= RECORDS SUPPLIED =
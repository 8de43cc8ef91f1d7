use std::{
    fs::File,
    io::BufReader,
    net::{IpAddr, Ipv4Addr},
    path::Path,
};

use anyhow::Context;
use serde::Deserialize;
use url::Url;

const DEFAULT_PORT: u16 = 8080;
const DEFAULT_USERNAME: &str = "GitHub PR Bot";

#[derive(Clone, Debug, Deserialize, PartialEq)]
#[serde(deny_unknown_fields)]
pub struct RelayConfig {
    /// Address the HTTP server binds to
    #[serde(default = "default_address")]
    pub address: IpAddr,
    /// Port the HTTP server listens on
    #[serde(default = "default_port")]
    pub port: u16,
    /// Where to forward notifications. Without it, events are only logged to the terminal.
    #[serde(default)]
    pub discord: Option<DiscordConfig>,
}

#[derive(Clone, Debug, Deserialize, PartialEq)]
#[serde(deny_unknown_fields)]
pub struct DiscordConfig {
    /// Incoming webhook URL of the Discord channel
    pub webhook_url: Url,
    /// Name the messages are posted under
    #[serde(default = "default_username")]
    pub username: String,
    pub avatar_url: Option<Url>,
}

fn default_address() -> IpAddr {
    IpAddr::V4(Ipv4Addr::UNSPECIFIED)
}

fn default_port() -> u16 {
    DEFAULT_PORT
}

fn default_username() -> String {
    DEFAULT_USERNAME.to_string()
}

impl Default for RelayConfig {
    fn default() -> Self {
        Self {
            address: default_address(),
            port: default_port(),
            discord: None,
        }
    }
}

impl DiscordConfig {
    pub fn new(webhook_url: Url) -> Self {
        Self {
            webhook_url,
            username: default_username(),
            avatar_url: None,
        }
    }
}

impl RelayConfig {
    /// Reads a YAML configuration file.
    pub fn from_file(path: &Path) -> anyhow::Result<Self> {
        let file =
            File::open(path).with_context(|| format!("couldn't open {}", path.display()))?;
        serde_yaml::from_reader(BufReader::new(file)).context("couldn't parse config file")
    }

    pub fn with_port(mut self, port: Option<u16>) -> Self {
        if let Some(port) = port {
            self.port = port;
        }
        self
    }

    /// Overrides the Discord destination. An empty value counts as unset and leaves the
    /// configuration untouched.
    pub fn with_discord_webhook_url(mut self, raw: Option<&str>) -> anyhow::Result<Self> {
        let raw = match raw.map(str::trim) {
            Some(raw) if !raw.is_empty() => raw,
            _ => return Ok(self),
        };

        let webhook_url = Url::parse(raw).context("invalid Discord webhook URL")?;
        match self.discord.as_mut() {
            Some(discord) => discord.webhook_url = webhook_url,
            None => self.discord = Some(DiscordConfig::new(webhook_url)),
        }

        Ok(self)
    }
}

= WHAT TO WORK ON =
Your task is to copy all of the entries exactly.

= ANSWER TO THE PROBLEM =
repository 8de43cc8ef91f1d7
use std::{
    fs::File,
    io::BufReader,
    net::{IpAddr, Ipv4Addr},
    path::Path,
};

use anyhow::Context;
use serde::Deserialize;
use url::Url;

const DEFAULT_PORT: u16 = 8080;
const DEFAULT_USERNAME: &str = "GitHub PR Bot";

#[derive(Clone, Debug, Deserialize, PartialEq)]
#[serde(deny_unknown_fields)]
pub struct RelayConfig {
    /// Address the HTTP server binds to
    #[serde(default = "default_address")]
    pub address: IpAddr,
    /// Port the HTTP server listens on
    #[serde(default = "default_port")]
    pub port: u16,
    /// Where to forward notifications. Without it, events are only logged to the terminal.
    #[serde(default)]
    pub discord: Option<DiscordConfig>,
}

#[derive(Clone, Debug, Deserialize, PartialEq)]
#[serde(deny_unknown_fields)]
pub struct DiscordConfig {
    /// Incoming webhook URL of the Discord channel
    pub webhook_url: Url,
    /// Name the messages are posted under
    #[serde(default = "default_username")]
    pub username: String,
    pub avatar_url: Option<Url>,
}

fn default_address() -> IpAddr {
    IpAddr::V4(Ipv4Addr::UNSPECIFIED)
}

fn default_port() -> u16 {
    DEFAULT_PORT
}

fn default_username() -> String {
    DEFAULT_USERNAME.to_string()
}

impl Default for RelayConfig {
    fn default() -> Self {
        Self {
            address: default_address(),
            port: default_port(),
            discord: None,
        }
    }
}

impl DiscordConfig {
    pub fn new(webhook_url: Url) -> Self {
        Self {
            webhook_url,
            username: default_username(),
            avatar_url: None,
        }
    }
}

impl RelayConfig {
    /// Reads a YAML configuration file.
    pub fn from_file(path: &Path) -> anyhow::Result<Self> {
        let file =
            File::open(path).with_context(|| format!("couldn't open {}", path.display()))?;
        serde_yaml::from_reader(BufReader::new(file)).context("couldn't parse config file")
    }

    pub fn with_port(mut self, port: Option<u16>) -> Self {
        if let Some(port) = port {
            self.port = port;
        }
        self
    }

    /// Overrides the Discord destination. An empty value counts as unset and leaves the
    /// configuration untouched.
    pub fn with_discord_webhook_url(mut self, raw: Option<&str>) -> anyhow::Result<Self> {
        let raw = match raw.map(str::trim) {
            Some(raw) if !raw.is_empty() => raw,
            _ => return Ok(self),
        };

        let webhook_url = Url::parse(raw).context("invalid Discord webhook URL")?;
        match self.discord.as_mut() {
            Some(discord) => discord.webhook_url = webhook_url,
            None => self.discord = Some(DiscordConfig::new(webhook_url)),
        }

        Ok(self)
    }
}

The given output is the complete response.